Been working with Next.js and Airtable for over a year now and honestly the Promise.allSettled approach saved me countless headaches. Promise.all fails completely if any database throws an error, but Promise.allSettled lets you handle partial failures gracefully.

export async function getStaticProps() {
  const dbIds = ["appDb001", "appDb002", "appDb003"];
  
  const results = await Promise.allSettled(
    dbIds.map(async (dbId) => {
      const entries = await getDataBase(dbId)
        .select({})
        .firstPage();
      return { dbId, data: processRecords(entries) };
    })
  );

  const successfulData = results
    .filter(result => result.status === 'fulfilled')
    .map(result => result.value);

  return {
    props: {
      allData: successfulData,
    },
  };
}

If one database is temporarily down or has issues, your build won’t completely fail. You get data from working databases and can log the failures. Way more robust than other solutions when dealing with external APIs that might have occasional hiccups.
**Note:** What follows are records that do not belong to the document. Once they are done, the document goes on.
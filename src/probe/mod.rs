//! Per-endpoint STUN probing.
//!
//! # Data Flow
//! ```text
//! send_probe():
//!     → request.rs (PendingRequest, outcome = Pending)
//!     → transaction.rs (register in table, admit into recent window)
//!     → UDP send_to
//!     → timeout task armed
//!
//! receive task:
//!     → stun::message (parse)
//!     → transaction.rs (lookup by transaction ID)
//!     → request.rs (Pending → Completed, exactly once)
//!
//! timeout task:
//!     → request.rs (Pending → Failed, exactly once)
//!
//! stats.rs derives windowed and lifetime views from the above.
//! ```
//!
//! # Design Decisions
//! - Terminal transitions are a single compare-and-set on an atomic outcome
//! - Timeout tasks hold the request itself, so eviction never cancels them
//! - Stats resets bump a generation; stale requests stop counting

pub mod client;
pub mod request;
pub mod stats;
pub mod transaction;

pub use client::{ProbeClient, ProbeHandle, ProbeOptions, ProbeState};
pub use request::{Outcome, PendingRequest};
pub use stats::StatsView;
pub use transaction::TransactionTable;

use std::time::Duration;
use thiserror::Error;

/// Reasons a probe does not produce a response.
#[derive(Debug, Error)]
pub enum ProbeError {
    /// The client is not in the Running state.
    #[error("probe client is not running")]
    NotRunning,

    /// No matching response arrived in time.
    #[error("no response within {0:?}")]
    Timeout(Duration),

    /// The datagram could not be sent.
    #[error("transport error: {0}")]
    Transport(#[from] std::io::Error),

    /// The client stopped while the probe was outstanding.
    #[error("probe client shut down")]
    Shutdown,
}
//! stun-check
//!
//! Continuously probes a fleet of STUN servers and reports their health.
//!
//! # Architecture Overview
//!
//! ```text
//!                ┌──────────────────────────────────────────────────────┐
//!                │                     STUN CHECK                       │
//!                │                                                      │
//!   DNS ◀────────┼── resolve loop ──┐                                   │
//!                │                  ▼                                   │
//!                │          ┌──────────────┐   send_probe   ┌─────────┐ │    STUN
//!                │          │    fleet     │───────────────▶│  probe  │─┼──▶ servers
//!                │          │ coordinator  │                │ clients │◀┼─── (UDP)
//!                │          └──────┬───────┘                └────┬────┘ │
//!                │                 │ health loop                 │stats │
//!                │                 ▼                             │      │
//!                │        ArcSwap<HealthSnapshot> ◀──────────────┘      │
//!                │                 │                                    │
//!   HTTP ◀───────┼──── http server ┘    observability (tracing, metrics)│
//!                └──────────────────────────────────────────────────────┘
//! ```

use clap::Parser;
use tokio::net::TcpListener;

use stun_check::config::{load_config, resolve_config, validation, Cli, ConfigError};
use stun_check::fleet::{DnsResolver, FleetCoordinator};
use stun_check::http::HttpServer;
use stun_check::lifecycle::shutdown_signal;
use stun_check::observability::{logging, metrics};

#[tokio::main]
async fn main() -> Result<(), Box<dyn std::error::Error>> {
    let cli = Cli::parse();

    // Flag or env first, then the file's level; errors surface below.
    let log_level = cli.log_level.clone().or_else(|| {
        cli.config
            .as_deref()
            .and_then(|path| load_config(path).ok())
            .map(|file| file.observability.log_level)
    });
    logging::init_logging(log_level.as_deref());

    tracing::info!("stun-check v{} starting", env!("CARGO_PKG_VERSION"));

    let config = resolve_config(&cli)?;
    let fleet_config = validation::fleet_config(&config)
        .map_err(ConfigError::Validation)?;
    let listen_addr = validation::listen_address(&config)?;

    tracing::info!(
        servers = ?config.servers,
        listen = %listen_addr,
        delay_secs = config.probe.delay_secs,
        max_latency_ms = config.health.max_latency_ms,
        max_failure_pct = config.health.max_failure_pct,
        cached_results = config.probe.cached_results,
        "Configuration loaded"
    );

    if config.observability.metrics_enabled {
        let addr = validation::metrics_address(&config)?;
        metrics::init_metrics(addr);
    }

    let fleet = FleetCoordinator::new(fleet_config, DnsResolver);
    fleet.start().await;

    let listener = TcpListener::bind(listen_addr).await?;
    let server = HttpServer::new(fleet.snapshot_handle());
    let served = server.run(listener, shutdown_signal()).await;

    fleet.stop().await;
    served?;

    tracing::info!("Shutdown complete");
    Ok(())
}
Your manual approach works, but you can make it dynamic with a simple for-of loop. I’ve dealt with similar situations and this is way more readable than Promise.all when you need sequential processing:

export async function getStaticProps() {
  const dbIds = ["appDb001", "appDb002", "appDb003"];
  const allData = [];
  
  for (const dbId of dbIds) {
    const entries = await getDataBase(dbId)
      .select({})
      .firstPage();
    allData.push(processRecords(entries));
  }
  
  return {
    props: {
      allData,
    },
  };
}

This processes databases one at a time, which helps with Airtable’s rate limits. If you don’t care about rate limits and want everything to run in parallel, Promise.all works great too.